Она вела себя хоть и храбро, но неразумно. Ее хотели заставить замолчать — она кричала о несправедливости, уверенная в своих правах и в том, что новая власть должна питать уважение к ее имени, ее репутации и ее состоянию… Она сильно ошиблась в Бонапарте! Между ними завязался поединок, который продлится больше двенадцати лет. Под конец она выбьется из сил, а он добьется лишь растущего неодобрения, двойного порицания: как глава государства, порывающийся обуздать полет творческой мысли, и как мужчина, боящийся и угнетающий женщину.
Г-жа де Сталь попыталась заманить Жюльетту к себе в Коппе, скучая в своей тихой, далекой Швейцарии. Но то лето г-жа Рекамье провела, в виде исключения, в замке Сен-Брис, на опушке леса Монморанси, так как Клиши был на ремонте.

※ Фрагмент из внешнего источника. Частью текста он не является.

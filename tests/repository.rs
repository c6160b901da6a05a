use std::{sync::Arc, time::Duration};

use async_trait::async_trait;
use chrono::DateTime;
use serde_json::{Value, json};
use tempfile::TempDir;
use tokio::sync::watch;

use fieldsync::{
    config::{ConfigError, FieldSyncConfig},
    core::store::MutationStore,
    geometry::{Coordinates, Geometry, Point},
    logging::init_logging,
    model::{AuditInfo, Job, Task, TaskType, TaskValue, User, ValueDelta},
    mutation::Mutation,
    repository::{MutationRepository, RepositoryError, load_lois, load_submissions},
    runtime::handle::{RuntimeConfig, spawn_mutation_store},
    sync::{
        remote::{MemoryRemoteStore, RemoteError, RemoteStore},
        wire::{Collection, DocumentPath, RemoteWrite},
        worker::{SyncConfig, SyncWorker},
    },
    types::{MutationType, SyncStatus},
};

fn user() -> User {
    User {
        id: "user-1".to_string(),
        display_name: "Field Worker".to_string(),
        photo_url: String::new(),
    }
}

fn job() -> Job {
    Job {
        id: "job-1".to_string(),
        name: None,
        tasks: vec![Task {
            id: "notes".to_string(),
            index: 0,
            task_type: TaskType::Text,
            label: "Notes".to_string(),
            is_required: false,
        }],
    }
}

fn notes(text: Option<&str>) -> Vec<ValueDelta> {
    vec![ValueDelta {
        task_id: "notes".to_string(),
        task_type: TaskType::Text,
        new_value: text.map(|t| TaskValue::Text(t.to_string())),
    }]
}

fn audit(seconds: i64) -> Value {
    json!({ "userId": "u", "photoUrl": "", "displayName": "U", "clientTimestamp": { "seconds": seconds } })
}

/// Remote whose listing never finishes.
struct StalledRemote;

#[async_trait]
impl RemoteStore for StalledRemote {
    async fn write(&self, _path: &DocumentPath, _write: RemoteWrite) -> Result<(), RemoteError> {
        Ok(())
    }

    async fn read(&self, _path: &DocumentPath) -> Result<Option<Value>, RemoteError> {
        Ok(None)
    }

    async fn list(
        &self,
        _survey_id: &str,
        _collection: Collection,
    ) -> Result<Vec<(String, Value)>, RemoteError> {
        std::future::pending().await
    }
}

#[tokio::test]
async fn repository_enqueues_typed_mutations() {
    let handle = spawn_mutation_store(MutationStore::in_memory(), RuntimeConfig::default());
    let repo = MutationRepository::new(handle.clone(), "survey-1", user());

    let point = Geometry::Point(Point::new(Coordinates::new(1.0, 1.0)));
    let (loi_id, create_id) = repo
        .create_loi("job-1", point.clone(), Some("gate".to_string()))
        .await
        .expect("create loi");
    assert_eq!(loi_id.len(), 36);

    let submission_id = repo.new_submission_id();
    assert_ne!(submission_id, repo.new_submission_id());
    repo.add_submission_mutation(&job(), &loi_id, &submission_id, notes(Some("first")), true)
        .await
        .expect("new submission");
    repo.add_submission_mutation(&job(), &loi_id, &submission_id, notes(None), false)
        .await
        .expect("edit submission");
    repo.delete_submission(&job(), &loi_id, &submission_id)
        .await
        .expect("delete submission");
    repo.update_loi_geometry(&loi_id, "job-1", point)
        .await
        .expect("move loi");
    repo.delete_loi(&loi_id, "job-1").await.expect("delete loi");

    assert_eq!(repo.pending_count().await.expect("count"), 6);

    let all = handle.list_all("survey-1").await.expect("list");
    let types: Vec<_> = all
        .iter()
        .map(|m| (m.kind(), m.meta().mutation_type))
        .collect();
    assert_eq!(
        types,
        vec![
            ("loi", MutationType::Create),
            ("submission", MutationType::Create),
            ("submission", MutationType::Update),
            ("submission", MutationType::Delete),
            ("loi", MutationType::Update),
            ("loi", MutationType::Delete),
        ]
    );
    assert!(all.iter().all(|m| m.sync_status() == SyncStatus::Pending));
    assert!(all.iter().all(|m| m.meta().user_id == "user-1"));
    assert_eq!(all[0].id(), Some(create_id));

    let Mutation::Submission(deleted) = &all[3] else {
        panic!("expected submission");
    };
    assert!(deleted.response_deltas.is_empty());
    assert_eq!(deleted.meta.location_of_interest_id, loi_id);
}

#[tokio::test]
async fn queued_edits_reach_remote_and_load_back() {
    let handle = spawn_mutation_store(MutationStore::in_memory(), RuntimeConfig::default());
    let remote = Arc::new(MemoryRemoteStore::new());
    let repo = MutationRepository::new(handle.clone(), "survey-1", user());

    let (loi_id, _) = repo
        .create_loi("job-1", Geometry::Point(Point::new(Coordinates::new(4.0, 5.0))), None)
        .await
        .expect("create loi");
    let submission_id = repo.new_submission_id();
    repo.add_submission_mutation(&job(), &loi_id, &submission_id, notes(Some("draft")), true)
        .await
        .expect("create");
    repo.add_submission_mutation(&job(), &loi_id, &submission_id, notes(Some("final")), false)
        .await
        .expect("update");

    let created_at = handle.list_all("survey-1").await.expect("list")[0]
        .meta()
        .client_timestamp;

    let mut worker = SyncWorker::new(handle.clone(), remote.clone(), user(), SyncConfig::default());
    let (_tx, mut rx) = watch::channel(false);
    let report = worker.run_pass("survey-1", &mut rx).await.expect("pass");
    assert_eq!(report.completed, 3);

    let doc = remote
        .read(&DocumentPath::new("survey-1", Collection::Submissions, &submission_id))
        .await
        .expect("read")
        .expect("uploaded submission");
    assert_eq!(doc["data"]["notes"], json!("final"));
    assert!(
        remote
            .read(&DocumentPath::new("survey-1", Collection::Submissions, "missing"))
            .await
            .expect("read")
            .is_none()
    );

    let limit = Duration::from_secs(1);
    let lois = load_lois(remote.as_ref(), "survey-1", limit).await.expect("lois");
    assert_eq!(lois.len(), 1);
    assert_eq!(lois[0].id, loi_id);
    let whole_seconds = DateTime::from_timestamp(created_at.timestamp(), 0).expect("timestamp");
    assert_eq!(lois[0].created, AuditInfo::local(user(), whole_seconds));

    let submissions = load_submissions(remote.as_ref(), "survey-1", &job(), &loi_id, limit)
        .await
        .expect("submissions");
    assert_eq!(submissions.len(), 1);
    assert_eq!(
        submissions[0].responses.get("notes"),
        Some(&TaskValue::Text("final".to_string()))
    );
    assert!(submissions[0].created.is_some());
}

#[tokio::test]
async fn loading_skips_undecodable_documents() {
    init_logging("warn");
    let remote = MemoryRemoteStore::new();
    remote.seed(
        DocumentPath::new("s1", Collection::Lois, "good"),
        json!({
            "geometry": { "point": { "coordinates": { "latitude": 1.0, "longitude": 1.0 } } },
            "created": audit(1),
        }),
    );
    remote.seed(
        DocumentPath::new("s1", Collection::Lois, "no-geometry"),
        json!({ "created": audit(1) }),
    );
    remote.seed(
        DocumentPath::new("s1", Collection::Lois, "not-an-object"),
        json!("garbage"),
    );
    remote.seed(
        DocumentPath::new("s1", Collection::Submissions, "mine"),
        json!({ "loiId": "good", "jobId": "job-1", "lastModified": audit(2), "data": { "notes": "ok" } }),
    );
    remote.seed(
        DocumentPath::new("s1", Collection::Submissions, "broken"),
        json!({ "loiId": "good", "jobId": "job-1", "lastModified": audit(2), "data": { "notes": 12 } }),
    );
    remote.seed(
        DocumentPath::new("s1", Collection::Submissions, "elsewhere"),
        json!({ "loiId": "other", "jobId": "job-1", "lastModified": audit(2), "data": {} }),
    );

    let limit = Duration::from_secs(1);
    let lois = load_lois(&remote, "s1", limit).await.expect("lois");
    assert_eq!(lois.iter().map(|l| l.id.as_str()).collect::<Vec<_>>(), vec!["good"]);

    let submissions = load_submissions(&remote, "s1", &job(), "good", limit)
        .await
        .expect("submissions");
    assert_eq!(
        submissions.iter().map(|s| s.id.as_str()).collect::<Vec<_>>(),
        vec!["mine"]
    );
}

#[tokio::test]
async fn loading_times_out() {
    let err = load_lois(&StalledRemote, "s1", Duration::from_millis(20))
        .await
        .expect_err("timeout");
    assert!(matches!(err, RepositoryError::Remote(RemoteError::Timeout(_))));
}

#[test]
fn config_defaults_fill_missing_keys() {
    let cfg = FieldSyncConfig::from_json_str(r#"{ "sync": { "max_attempts": 9 } }"#).expect("parse");
    assert_eq!(cfg.sync.max_attempts, 9);
    assert_eq!(cfg.sync.remote_load_timeout_ms, 5_000);
    assert_eq!(cfg.runtime, RuntimeConfig::default());
    assert_eq!(cfg.log_filter, "info");

    assert_eq!(
        FieldSyncConfig::from_json_str("{}").expect("empty"),
        FieldSyncConfig::default()
    );
    assert!(FieldSyncConfig::from_json_str("{ not json").is_err());
}

#[test]
fn config_loads_from_file() {
    let tmp = TempDir::new().expect("tmp");
    let path = tmp.path().join("fieldsync.json");
    std::fs::write(
        &path,
        r#"{ "log_filter": "fieldsync=debug", "sync": { "poll_interval_ms": 250 } }"#,
    )
    .expect("write config");

    let cfg = FieldSyncConfig::from_file(&path).expect("load");
    assert_eq!(cfg.log_filter, "fieldsync=debug");
    assert_eq!(cfg.sync.poll_interval_ms, 250);
    assert_eq!(cfg.sync.max_attempts, SyncConfig::default().max_attempts);

    assert!(matches!(
        FieldSyncConfig::from_file(tmp.path().join("absent.json")),
        Err(ConfigError::Io(_))
    ));
}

В своем письме г-жа де Сталь просила ее отговорить Дюпати от его планов поставить водевиль, пародирующий «Дельфину», что сама она расценивала как пинок бедной изгнаннице. Судьба этого проекта неизвестна, зато мы знаем, что г-жа Рекамье заступилась за Дюпати, когда тот не поладил с властями. Бонапарту не понравился его дивертисмент под заглавием «Прихожая, или Слуги между собой» — насмешливая карикатура на выскочек с темным прошлым и нечестно приобретенным состоянием. Под тем предлогом, что Дюпати, морской офицер, не испросил разрешения на выход судна из порта, его посадили на гауптвахту в Бресте, а затем отправили в Кайенну. С борта корабля он написал Жюльетте, моля ходатайствовать о его помиловании. Слава богу, ей это удалось, и Дюпати не депортировали. Иначе Французская Академия лишилась бы одного из своих членов.
***Положение г-жи Рекамье в политической обстановке того времени было сложнее, чем кажется. Она была связана со всеми общественными течениями, но у них всех был повод ее критиковать. В свое время ее нейтралитет ценили, теперь же, когда в обществе произошла перестройка, а оппозиционные фракции определились перед лицом власти, захваченной одним человеком, нейтралитет превратился в недостаток.
Взять хоть роялистов: всем известна дружба Жюльетты с Монморанси, Ноайлями, Сегюрами, Ламуаньонами, равно как и ее отношения с такими деятелями, как старый Лагарп (который к тому времени только что умер), послами Австрии и Пруссии, членами королевских семей, бывавших в Париже, как, например, герцог Вюртембергский, ухаживавший за нею на балу в Опере. Не забыли и того, что г-н Бернар лишился должности за помощь им. Они знали, что находятся под наблюдением (Адриана даже только что выслали за то, что он в письме, перехваченном «черным кабинетом», назвал Бонапарта «прохвостом»), знали они и то, что Жюльетта в хороших отношениях с Фуше, что может пригодиться… И тем не менее «агенты Людовика XVIII» в Париже не щадили г-жу Рекамье, чей муж был в их глазах одной из финансовых опор «узурпатора».